Ah, June, the season of life transitions — weddings, graduations, school progression and, with the year nearly half over, a reminder to reflect on where we have been and where we are going in 2019.
I had such an opportunity, recently, as I listened to the commencement speakers at my son, Jonathan’s, college graduation (empty nest, here we come). Interestingly, as inspiring and polished as the keynote speakers were, I found myself most engaged in what the student speakers had to say.
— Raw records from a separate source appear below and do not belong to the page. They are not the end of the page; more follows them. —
pub mod tshark;

use async_trait::async_trait;
use std::path::Path;

use crate::error::ExtractionError;

pub use self::tshark::TsharkDissector;

/// Forces a protocol decoder onto traffic matching `selector`,
/// e.g. `sctp.port==38412` decoded as `ngap`.
#[derive(Debug, Clone, PartialEq, Eq)]
pub struct DecodeHint {
    pub selector: String,
    pub protocol: String,
}

impl DecodeHint {
    pub fn new(selector: impl Into<String>, protocol: impl Into<String>) -> Self {
        Self {
            selector: selector.into(),
            protocol: protocol.into(),
        }
    }
}

/// NGAP over its registered SCTP port and PFCP over its UDP port.
pub fn default_decode_hints() -> Vec<DecodeHint> {
    vec![DecodeHint::new("sctp.port==38412", "ngap"), DecodeHint::new("udp.port==8805", "pfcp")]
}

#[derive(Debug, Clone)]
pub struct DissectQuery {
    pub display_filter: Option<String>,
    pub decode_as: Vec<DecodeHint>,
    /// Matching packets to read before stopping.
    pub limit: usize,
}

#[derive(Debug, Clone, PartialEq)]
pub struct LayerView {
    name: String,
    fields: Vec<(String, Option<String>)>,
}

impl LayerView {
    pub fn new(name: impl Into<String>, fields: Vec<(String, Option<String>)>) -> Self {
        Self {
            name: name.into(),
            fields,
        }
    }

    pub fn name(&self) -> &str {
        &self.name
    }

    /// Every field the dissector exposed, with `None` where no textual value exists.
    pub fn fields(&self) -> impl Iterator<Item = (&str, Option<&str>)> {
        self.fields.iter().map(|(name, value)| (name.as_str(), value.as_deref()))
    }
}

#[derive(Debug, Clone, PartialEq)]
pub struct DecodedPacket {
    pub number: u64,
    pub time: String,
    pub length: u64,
    pub summary: String,
    layers: Vec<LayerView>,
}

impl DecodedPacket {
    pub fn new(number: u64, time: String, length: u64, summary: String, layers: Vec<LayerView>) -> Self {
        Self {
            number,
            time,
            length,
            summary,
            layers,
        }
    }

    pub fn layers(&self) -> &[LayerView] {
        &self.layers
    }

    pub fn has_layer(&self, name: &str) -> bool {
        self.layers.iter().any(|layer| layer.name == name)
    }
}

#[async_trait]
pub trait Dissector: Send + Sync {
    /// Counts packets in file order, stopping once `ceiling` is reached.
    async fn count_packets(&self, path: &Path, ceiling: usize) -> Result<usize, ExtractionError>;

    async fn dissect(
        &self,
        path: &Path,
        query: &DissectQuery
    ) -> Result<Vec<DecodedPacket>, ExtractionError>;
}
One young man, in particular, was both articulate and funny (I loved his story about wearing a prom dress to a banking network event!). He was insightful as well, posing two questions that I’ve been thinking about ever since:
- What are your assumptions?
- How are those assumptions serving you?
These are important life questions, of course. But it struck me while sitting there that they are relevant in our industry, too. When commercialization strategies fail, it often occurs because there is minimal (sometimes zero) alignment on the assumptions underlying the work itself.
In my experience, it is often not until someone grabs the scented marker and approaches the whiteboard to capture the assumptions present in the room, that the real conversations begin.
With this in mind, I am pleased to call on the wisdom and experience of three members from The NemetzGroup to talk about the importance of aligning on assumptions in three areas of commercialization:
- Commercialization Mapping
- Market and Revenue Forecasting
- Commercial Budgeting
Commercialization Mapping
Colleen Moore has played a key role in leading many commercialization mapping initiatives with our clients. When asked about the importance of formulating, articulating, and aligning on assumptions, she shared that this is an essential and often lengthy aspect of the mapping process. As she explained, this exercise provides the foundation for the commercialization map, informing the objectives that will drive the key pre-launch and launch activities.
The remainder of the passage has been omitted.